Le Brésil, une histoire d’amour pour moi

Un autre moment fort de la soirée fut le duo improvisé entre Fabiana Cozza et Carine au micro, animatrice de la soirée et chanteuse elle-même. S’en est suivi un dialogue musical parfaitement en symbiose, démontrant incontestablement les liens entre le Brésil et l’Afrique, notamment avec le Bénin d’où sont partis de nombreux esclaves en direction des Amériques.

Mon amour pour le Brésil n’est donc pas anodin. C’est probablement ses musiques inspirées de rythmes africains, comme celles de Fabiana, qui m’ont séduite en 2005, lors de mon premier séjour à Fortaleza, au nord-est du Brésil.

Au-delà de l’album Dos Santos, qui a vu le jour durant la pandémie, l’artiste a vécu des moments difficiles pendant ces deux dernières années : « Nous devions nous battre et résister contre le plus grand ennemi : Bolsonaro. Il a traité la pandémie comme une petite grippe. Nous avons perdu plus de 700 000 personnes, j’ai perdu des amis, à cause de sa politique et son irresponsabilité. »

Le spectacle s’est terminé par un bain de foule de Fabiana Cozza, venue rejoindre son public pour former un cercle de communion autour d’elle qui danse.

« Je suis très touchée par mon séjour au Canada et par les concerts que j’y ai faits. J’ai reçu beaucoup d’amour, de respect, de beaux messages de différentes personnes.

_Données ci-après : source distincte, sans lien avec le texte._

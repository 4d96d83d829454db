//! Authentication provider abstraction.
//!
//! Password sign-in, sign-up and sign-out against the hosted backend's auth
//! service. The provider owns the credentials; a [`DataClient`] built on the
//! same connection acts as whoever is signed in.
//!
//! [`DataClient`]: crate::remote::DataClient

use serde::{Deserialize, Serialize};
use serde_json::Value;
use std::fmt;
use std::future::Future;
use std::pin::Pin;
use thiserror::Error;

/// The signed-in account as reported by the auth service
#[derive(Clone, PartialEq, Eq, Serialize, Deserialize)]
pub struct AuthIdentity {
    /// Account id; also the primary key of the profile row
    pub user_id: String,
    /// Account email
    pub email: String,
    /// Bearer token for data requests, when the provider issues one
    #[serde(default, skip_serializing_if = "Option::is_none")]
    pub access_token: Option<String>,
}

impl fmt::Debug for AuthIdentity {
    fn fmt(&self, f: &mut fmt::Formatter<'_>) -> fmt::Result {
        f.debug_struct("AuthIdentity")
            .field("user_id", &self.user_id)
            .field("email", &self.email)
            .field("access_token", &self.access_token.as_ref().map(|_| "<redacted>"))
            .finish()
    }
}

/// Account creation request
#[derive(Clone, Serialize)]
pub struct SignUpRequest {
    /// Email address
    pub email: String,
    /// Password
    pub password: String,
    /// Profile fields stored with the account (e.g. `full_name`, `role`)
    pub metadata: Value,
}

impl fmt::Debug for SignUpRequest {
    fn fmt(&self, f: &mut fmt::Formatter<'_>) -> fmt::Result {
        f.debug_struct("SignUpRequest")
            .field("email", &self.email)
            .field("password", &"<redacted>")
            .field("metadata", &self.metadata)
            .finish()
    }
}

/// Errors reported by an auth provider
#[derive(Error, Debug, Clone, PartialEq, Eq)]
pub enum AuthError {
    /// Unknown email or wrong password
    #[error("Invalid login credentials")]
    InvalidCredentials,

    /// Sign-up for an address that already has an account
    #[error("User already registered")]
    AlreadyRegistered,

    /// Sign-up succeeded but the address must be confirmed before signing in
    #[error("Confirm your email address ({0}) before signing in")]
    ConfirmationPending(String),

    /// The request was rejected before reaching the account store
    #[error("{0}")]
    Rejected(String),

    /// The request never produced a response
    #[error("Auth request failed: {0}")]
    Transport(String),
}

/// Boxed future returned by [`AuthProvider`] methods
pub type AuthFuture<'a, T> = Pin<Box<dyn Future<Output = Result<T, AuthError>> + Send + 'a>>;

/// Trait for auth provider implementations.
pub trait AuthProvider: Send + Sync {
    /// The account currently signed in, if any
    ///
    /// # Errors
    ///
    /// Returns [`AuthError`] when the provider cannot be reached.
    fn current(&self) -> AuthFuture<'_, Option<AuthIdentity>>;

    /// Sign in with email and password
    ///
    /// # Errors
    ///
    /// Returns [`AuthError::InvalidCredentials`] for unknown accounts or wrong
    /// passwords.
    fn sign_in(&self, email: String, password: String) -> AuthFuture<'_, AuthIdentity>;

    /// Create an account and sign in as it
    ///
    /// # Errors
    ///
    /// Returns [`AuthError::AlreadyRegistered`] for taken addresses and
    /// [`AuthError::ConfirmationPending`] when the provider requires email
    /// confirmation first.
    fn sign_up(&self, request: SignUpRequest) -> AuthFuture<'_, AuthIdentity>;

    /// End the current session; a no-op when nobody is signed in
    ///
    /// # Errors
    ///
    /// Returns [`AuthError`] when the provider cannot be reached.
    fn sign_out(&self) -> AuthFuture<'_, ()>;
}

#[cfg(test)]
mod tests {
    use super::*;

    #[test]
    fn debug_redacts_secrets() {
        let identity = AuthIdentity {
            user_id: "u1".to_string(),
            email: "ada@example.com".to_string(),
            access_token: Some("secret-token".to_string()),
        };
        let request = SignUpRequest {
            email: "ada@example.com".to_string(),
            password: "hunter22".to_string(),
            metadata: serde_json::json!({ "full_name": "Ada" }),
        };

        assert!(!format!("{identity:?}").contains("secret-token"));
        assert!(!format!("{request:?}").contains("hunter22"));
    }
}
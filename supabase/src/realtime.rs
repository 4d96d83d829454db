//! Realtime change feeds over Phoenix channels.
//!
//! One websocket per subscription. The channel is joined with a
//! `postgres_changes` config built from the [`ChannelSpec`] bindings; a
//! background task keeps the socket alive with heartbeats, forwards change
//! notifications to the [`Subscription`] and sends `phx_leave` when the
//! subscription is released.

use crate::SupabaseClient;
use crate::error::SupabaseError;
use futures::stream::{SplitSink, SplitStream};
use futures::{SinkExt, StreamExt};
use gather_core::remote::{Change, ChangeKind, ChannelSpec, Subscription, Table};
use serde::{Deserialize, Serialize};
use serde_json::{Value, json};
use std::time::Duration;
use tokio::net::TcpStream;
use tokio::sync::{mpsc, oneshot};
use tokio_tungstenite::tungstenite::Message;
use tokio_tungstenite::{MaybeTlsStream, WebSocketStream, connect_async};

type Socket = WebSocketStream<MaybeTlsStream<TcpStream>>;

const JOIN_REF: &str = "1";

/// Phoenix protocol frame (serializer version 1.0.0)
#[derive(Debug, Clone, PartialEq, Serialize, Deserialize)]
pub(crate) struct PhoenixMessage {
    pub topic: String,
    pub event: String,
    #[serde(default)]
    pub payload: Value,
    #[serde(rename = "ref", default)]
    pub reference: Option<String>,
    #[serde(default, skip_serializing_if = "Option::is_none")]
    pub join_ref: Option<String>,
}

#[derive(Debug, Deserialize)]
struct ChangeData {
    #[serde(rename = "type")]
    kind: ChangeKind,
    table: String,
    #[serde(default)]
    record: Option<Value>,
    #[serde(default)]
    old_record: Option<Value>,
}

pub(crate) fn channel_topic(channel: &ChannelSpec) -> String {
    format!("realtime:{}", channel.topic)
}

pub(crate) fn join_message(channel: &ChannelSpec, access_token: &str) -> PhoenixMessage {
    let bindings: Vec<Value> = channel
        .bindings
        .iter()
        .map(|binding| {
            let mut config = json!({
                "event": binding.kind.map_or("*", ChangeKind::as_str),
                "schema": "public",
                "table": binding.table.as_str(),
            });
            if let Some(filter) = &binding.filter {
                config["filter"] = json!(filter.to_string());
            }
            config
        })
        .collect();

    PhoenixMessage {
        topic: channel_topic(channel),
        event: "phx_join".to_string(),
        payload: json!({
            "config": {
                "broadcast": { "ack": false, "self": false },
                "presence": { "key": "" },
                "postgres_changes": bindings,
                "private": false,
            },
            "access_token": access_token,
        }),
        reference: Some(JOIN_REF.to_string()),
        join_ref: Some(JOIN_REF.to_string()),
    }
}

fn heartbeat_message(reference: u64) -> PhoenixMessage {
    PhoenixMessage {
        topic: "phoenix".to_string(),
        event: "heartbeat".to_string(),
        payload: json!({}),
        reference: Some(reference.to_string()),
        join_ref: None,
    }
}

fn leave_message(topic: &str, reference: u64) -> PhoenixMessage {
    PhoenixMessage {
        topic: topic.to_string(),
        event: "phx_leave".to_string(),
        payload: json!({}),
        reference: Some(reference.to_string()),
        join_ref: Some(JOIN_REF.to_string()),
    }
}

/// Outcome of the join, if `message` is the reply to it
pub(crate) fn join_outcome(message: &PhoenixMessage) -> Option<Result<(), String>> {
    if message.event != "phx_reply" || message.reference.as_deref() != Some(JOIN_REF) {
        return None;
    }
    if message.payload["status"] == "ok" {
        return Some(Ok(()));
    }
    let reason = message.payload["response"]["reason"]
        .as_str()
        .map_or_else(|| message.payload.to_string(), str::to_string);
    Some(Err(reason))
}

/// Empty objects stand for "no row"
fn non_empty(value: Option<Value>) -> Option<Value> {
    value.filter(|v| !v.is_null() && v.as_object().is_none_or(|map| !map.is_empty()))
}

/// Decode a `postgres_changes` frame
pub(crate) fn decode_change(message: &PhoenixMessage) -> Result<Change, SupabaseError> {
    let data = message
        .payload
        .get("data")
        .cloned()
        .ok_or_else(|| SupabaseError::Decode("postgres_changes without data".to_string()))?;
    let data: ChangeData =
        serde_json::from_value(data).map_err(|e| SupabaseError::Decode(e.to_string()))?;
    let table = data
        .table
        .parse::<Table>()
        .map_err(|e| SupabaseError::Decode(e.to_string()))?;

    Ok(Change {
        table,
        kind: data.kind,
        record: non_empty(data.record),
        old_record: non_empty(data.old_record),
    })
}

async fn send(
    sink: &mut SplitSink<Socket, Message>,
    message: &PhoenixMessage,
) -> Result<(), SupabaseError> {
    let text = serde_json::to_string(message).map_err(|e| SupabaseError::Decode(e.to_string()))?;
    sink.send(Message::Text(text))
        .await
        .map_err(|e| SupabaseError::Realtime(e.to_string()))
}

fn parse(frame: &Message) -> Option<PhoenixMessage> {
    match frame {
        Message::Text(text) => serde_json::from_str(text).ok(),
        _ => None,
    }
}

async fn await_join(source: &mut SplitStream<Socket>) -> Result<(), SupabaseError> {
    while let Some(frame) = source.next().await {
        let frame = frame.map_err(|e| SupabaseError::Realtime(e.to_string()))?;
        if let Some(outcome) = parse(&frame).as_ref().and_then(join_outcome) {
            return outcome.map_err(SupabaseError::Realtime);
        }
    }
    Err(SupabaseError::Realtime(
        "socket closed before the join was acknowledged".to_string(),
    ))
}

/// Open a socket, join the channel and start forwarding changes
pub(crate) async fn open(
    client: &SupabaseClient,
    channel: ChannelSpec,
) -> Result<Subscription, SupabaseError> {
    let url = client.realtime_url()?;
    let topic = channel_topic(&channel);

    let (socket, _) = tokio::time::timeout(client.request_timeout, connect_async(url.as_str()))
        .await
        .map_err(|_| SupabaseError::Realtime("connection timed out".to_string()))?
        .map_err(|e| SupabaseError::Realtime(e.to_string()))?;
    let (mut sink, mut source) = socket.split();

    send(&mut sink, &join_message(&channel, &client.bearer())).await?;
    tokio::time::timeout(client.request_timeout, await_join(&mut source))
        .await
        .map_err(|_| SupabaseError::Realtime("join timed out".to_string()))??;
    tracing::debug!(%topic, bindings = channel.bindings.len(), "Realtime channel joined");

    let (changes_tx, mut changes_rx) = mpsc::unbounded_channel();
    let (leave_tx, leave_rx) = oneshot::channel();
    tokio::spawn(pump(
        sink,
        source,
        topic,
        client.heartbeat_interval,
        changes_tx,
        leave_rx,
    ));

    let changes = async_stream::stream! {
        while let Some(change) = changes_rx.recv().await {
            yield change;
        }
    };

    Ok(Subscription::new(channel.topic, Box::pin(changes), move || {
        let _ = leave_tx.send(());
    }))
}

/// Socket task: heartbeats, change forwarding and the final leave
async fn pump(
    mut sink: SplitSink<Socket, Message>,
    mut source: SplitStream<Socket>,
    topic: String,
    heartbeat_every: Duration,
    changes: mpsc::UnboundedSender<Change>,
    mut leave: oneshot::Receiver<()>,
) {
    let mut heartbeat = tokio::time::interval(heartbeat_every);
    heartbeat.tick().await;
    let mut next_ref: u64 = 2;

    loop {
        tokio::select! {
            _ = &mut leave => {
                if let Err(e) = send(&mut sink, &leave_message(&topic, next_ref)).await {
                    tracing::debug!(%topic, error = %e, "Leave not delivered");
                }
                let _ = sink.close().await;
                tracing::debug!(%topic, "Realtime channel released");
                break;
            }
            _ = heartbeat.tick() => {
                if let Err(e) = send(&mut sink, &heartbeat_message(next_ref)).await {
                    tracing::warn!(%topic, error = %e, "Heartbeat failed, closing channel");
                    break;
                }
                next_ref += 1;
            }
            frame = source.next() => match frame {
                Some(Ok(frame)) => {
                    if matches!(frame, Message::Close(_)) {
                        tracing::warn!(%topic, "Realtime socket closed by server");
                        break;
                    }
                    let Some(message) = parse(&frame) else { continue };
                    if message.topic != topic {
                        continue;
                    }
                    match message.event.as_str() {
                        "postgres_changes" => match decode_change(&message) {
                            Ok(change) => {
                                if changes.send(change).is_err() {
                                    break;
                                }
                            },
                            Err(e) => tracing::warn!(%topic, error = %e, "Undecodable change"),
                        },
                        "phx_error" | "phx_close" => {
                            tracing::warn!(%topic, event = %message.event, "Realtime channel closed");
                            break;
                        },
                        _ => {},
                    }
                },
                Some(Err(e)) => {
                    tracing::warn!(%topic, error = %e, "Realtime socket error");
                    break;
                },
                None => break,
            },
        }
    }
}

#[cfg(test)]
#[allow(clippy::unwrap_used)]
mod tests {
    use super::*;
    use gather_core::remote::ChangeBinding;

    fn detail_channel() -> ChannelSpec {
        ChannelSpec::new("event-e1")
            .on(ChangeBinding::table(Table::EventComments).filter_eq("event_id", "e1"))
            .on(ChangeBinding::table(Table::EventRsvps).filter_eq("event_id", "e1"))
    }

    #[test]
    fn join_carries_bindings_and_token() {
        let message = join_message(&detail_channel(), "jwt");

        assert_eq!(message.topic, "realtime:event-e1");
        assert_eq!(message.event, "phx_join");
        assert_eq!(message.payload["access_token"], "jwt");
        assert_eq!(
            message.payload["config"]["postgres_changes"],
            json!([
                { "event": "*", "schema": "public", "table": "event_comments", "filter": "event_id=eq.e1" },
                { "event": "*", "schema": "public", "table": "event_rsvps", "filter": "event_id=eq.e1" },
            ])
        );
    }

    #[test]
    fn wire_format_uses_ref_key() {
        let text = serde_json::to_string(&heartbeat_message(7)).unwrap();
        let value: Value = serde_json::from_str(&text).unwrap();
        assert_eq!(
            value,
            json!({ "topic": "phoenix", "event": "heartbeat", "payload": {}, "ref": "7" })
        );
    }

    #[test]
    fn join_reply_outcomes() {
        let reply = |status: &str| PhoenixMessage {
            topic: "realtime:event-e1".to_string(),
            event: "phx_reply".to_string(),
            payload: json!({ "status": status, "response": { "reason": "nope" } }),
            reference: Some(JOIN_REF.to_string()),
            join_ref: None,
        };

        assert_eq!(join_outcome(&reply("ok")), Some(Ok(())));
        assert_eq!(join_outcome(&reply("error")), Some(Err("nope".to_string())));
        assert_eq!(join_outcome(&heartbeat_message(1)), None);
    }

    #[test]
    fn decodes_postgres_changes() {
        let message = PhoenixMessage {
            topic: "realtime:events".to_string(),
            event: "postgres_changes".to_string(),
            payload: json!({
                "data": {
                    "type": "DELETE",
                    "table": "events",
                    "schema": "public",
                    "record": {},
                    "old_record": { "id": "e1" },
                    "commit_timestamp": "2030-01-01T00:00:00Z",
                },
                "ids": [1],
            }),
            reference: None,
            join_ref: None,
        };

        let change = decode_change(&message).unwrap();

        assert_eq!(change.table, Table::Events);
        assert_eq!(change.kind, ChangeKind::Delete);
        assert_eq!(change.record, None);
        assert_eq!(change.id(), Some("e1"));
    }

    #[test]
    fn unknown_table_is_a_decode_error() {
        let message = PhoenixMessage {
            topic: "realtime:x".to_string(),
            event: "postgres_changes".to_string(),
            payload: json!({ "data": { "type": "INSERT", "table": "rooms", "record": {} } }),
            reference: None,
            join_ref: None,
        };
        assert!(matches!(decode_change(&message), Err(SupabaseError::Decode(_))));
    }
}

J’ai également eu l’occasion d’enregistrer avec d’excellents artistes comme Djely Tapa du Mali ou encore mon grand ami Zal Sissokho du Sénégal. Donc, je veux vraiment revenir pour jouer de plus en plus. ».

Son dernier album Dos Santos (2020) est disponible sur toutes les plate-formes de musique

(c) Sandra Gasana – Neoquébec (Août 2022)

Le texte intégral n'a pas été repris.